Marjana was negative about the HighScope way of doing things when she first came to see the nursery, believing it was a rigid system. But she has been converted. “I couldn’t go back to a regular nursery after this. What we do here is just good child-care practice, but it requires a lot more thought in how you relate to the children.

“It’s not about zooming in and sorting things out for them, but rather allowing them to do it. We follow routines but they are flexible.” Though there is no strict timetable, there are structured, carefully thought out plans for activities. The nursery also keeps strict records logging the experiences the children have, what they say and what they do.

A feature of HighScope is the close monitoring by staff of children’s acquisition of the experiences within each category. If children appear to be focusing on some and avoiding others, staff gently steer them in directions that will redress the balance.
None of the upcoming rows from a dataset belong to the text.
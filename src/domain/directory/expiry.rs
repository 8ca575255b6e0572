//! Parsing of directory expiry timestamps

use chrono::{DateTime, NaiveDateTime, Utc};

use crate::domain::DomainError;

const NAIVE_FORMAT: &str = "%Y-%m-%dT%H:%M:%S%.f";

/// Parse a directory expiry value
///
/// Absent, empty and the literal `"null"` mean "never expires". RFC 3339 is
/// expected; timestamps without an offset are read as UTC.
pub fn parse_expiry(raw: Option<&str>) -> Result<Option<DateTime<Utc>>, DomainError> {
    let raw = match raw.map(str::trim) {
        None | Some("") | Some("null") => return Ok(None),
        Some(raw) => raw,
    };

    if let Ok(parsed) = DateTime::parse_from_rfc3339(raw) {
        return Ok(Some(parsed.with_timezone(&Utc)));
    }

    NaiveDateTime::parse_from_str(raw, NAIVE_FORMAT)
        .map(|naive| Some(naive.and_utc()))
        .map_err(|e| DomainError::decode(format!("Invalid expiry '{}': {}", raw, e)))
}
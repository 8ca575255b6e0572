//! Per-user critical sections

use std::collections::HashMap;
use std::sync::{Arc, Mutex};

use tokio::sync::{Mutex as AsyncMutex, OwnedMutexGuard};

use crate::domain::UserId;

/// Serialises read-then-write operations on one user's shadow records.
///
/// Distinct users never contend. An entry is dropped from the table once no
/// task holds or waits on it.
#[derive(Debug, Default)]
pub struct UserLocks {
    table: Mutex<HashMap<UserId, Arc<AsyncMutex<()>>>>,
}

impl UserLocks {
    pub fn new() -> Self {
        Self::default()
    }

    /// Wait for exclusive access to `user_id`'s records
    pub async fn lock(&self, user_id: &UserId) -> UserGuard<'_> {
        let entry = {
            let mut table = self.table.lock().unwrap_or_else(|e| e.into_inner());
            table.entry(user_id.clone()).or_default().clone()
        };

        UserGuard {
            locks: self,
            user_id: user_id.clone(),
            guard: Some(entry.lock_owned().await),
        }
    }

    /// Number of users with a live lock entry
    pub fn len(&self) -> usize {
        self.table.lock().unwrap_or_else(|e| e.into_inner()).len()
    }

    pub fn is_empty(&self) -> bool {
        self.len() == 0
    }
}

/// Held for the duration of a per-user operation
#[derive(Debug)]
pub struct UserGuard<'a> {
    locks: &'a UserLocks,
    user_id: UserId,
    guard: Option<OwnedMutexGuard<()>>,
}

impl Drop for UserGuard<'_> {
    fn drop(&mut self) {
        drop(self.guard.take());

        let mut table = self.locks.table.lock().unwrap_or_else(|e| e.into_inner());
        if table
            .get(&self.user_id)
            .is_some_and(|entry| Arc::strong_count(entry) == 1)
        {
            table.remove(&self.user_id);
        }
    }
}

#[cfg(test)]
mod tests {
    use super::*;
    use std::time::Duration;

    fn user(id: &str) -> UserId {
        UserId::new(id).unwrap()
    }

    #[tokio::test]
    async fn test_entry_pruned_after_release() {
        let locks = UserLocks::new();

        {
            let _guard = locks.lock(&user("a@x.io")).await;
            assert_eq!(locks.len(), 1);
        }

        assert!(locks.is_empty());
    }

    #[tokio::test]
    async fn test_distinct_users_do_not_contend() {
        let locks = UserLocks::new();

        let _a = locks.lock(&user("a@x.io")).await;
        let b = tokio::time::timeout(Duration::from_millis(100), locks.lock(&user("b@x.io"))).await;

        assert!(b.is_ok());
    }

    #[tokio::test]
    async fn test_same_user_waits_for_release() {
        let locks = Arc::new(UserLocks::new());
        let guard = locks.lock(&user("a@x.io")).await;

        let waiter = {
            let locks = locks.clone();
            tokio::spawn(async move {
                let _guard = locks.lock(&user("a@x.io")).await;
            })
        };

        tokio::time::sleep(Duration::from_millis(20)).await;
        assert!(!waiter.is_finished());
        assert_eq!(locks.len(), 1);

        drop(guard);
        waiter.await.unwrap();
        assert!(locks.is_empty());
    }
}
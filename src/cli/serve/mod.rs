//! Serve command - runs the HTTP API

use std::net::SocketAddr;

use tokio::net::TcpListener;
use tracing::info;

use crate::api::create_router_with_state;
use crate::config::AppConfig;

pub async fn run() -> anyhow::Result<()> {
    let config = super::bootstrap()?;

    let state = crate::create_app_state_with_config(&config).await?;
    let app = create_router_with_state(state, &config.server.prefix);

    let addr = build_socket_addr(&config)?;
    info!(prefix = %config.server.prefix, "Starting server on {}", addr);

    let listener = TcpListener::bind(addr).await?;
    axum::serve(listener, app)
        .with_graceful_shutdown(shutdown_signal())
        .await?;

    Ok(())
}

fn build_socket_addr(config: &AppConfig) -> anyhow::Result<SocketAddr> {
    Ok(SocketAddr::from((
        config.server.host.parse::<std::net::IpAddr>()?,
        config.server.port,
    )))
}

async fn shutdown_signal() {
    if tokio::signal::ctrl_c().await.is_ok() {
        info!("Shutdown signal received");
    }
}

#[cfg(test)]
mod tests {
    use super::*;

    #[test]
    fn test_build_socket_addr() {
        let mut config = AppConfig::default();
        config.server.host = "127.0.0.1".to_string();
        config.server.port = 9000;

        assert_eq!(build_socket_addr(&config).unwrap().to_string(), "127.0.0.1:9000");
    }

    #[test]
    fn test_build_socket_addr_rejects_hostname() {
        let mut config = AppConfig::default();
        config.server.host = "localhost".to_string();

        assert!(build_socket_addr(&config).is_err());
    }
}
Observing this curriculum in action, it seems to make good pedagogic and child-care sense no matter what the economic and social status of the children. All under-fives need structure, just as they all need freedom and support.

Heather Munn agrees. “I am irritated that we have to justify early-years education in this country in terms of crime prevention. HighScope is for the here and now, for the children’s enjoyment as well as for the long-term developmental benefits. All children need to be empowered.”

She illustrates what that empowerment meant for one boy. “He had been with us for a year-and-a-half and left at age four. On the last day, an outing had been arranged. When he was told that the children were going out for the day he said, ‘I don’t want to go out. It’s my last day - I want to stay here.’

“In my view, if you can express those feelings at the age of four, you’re going to be okay.”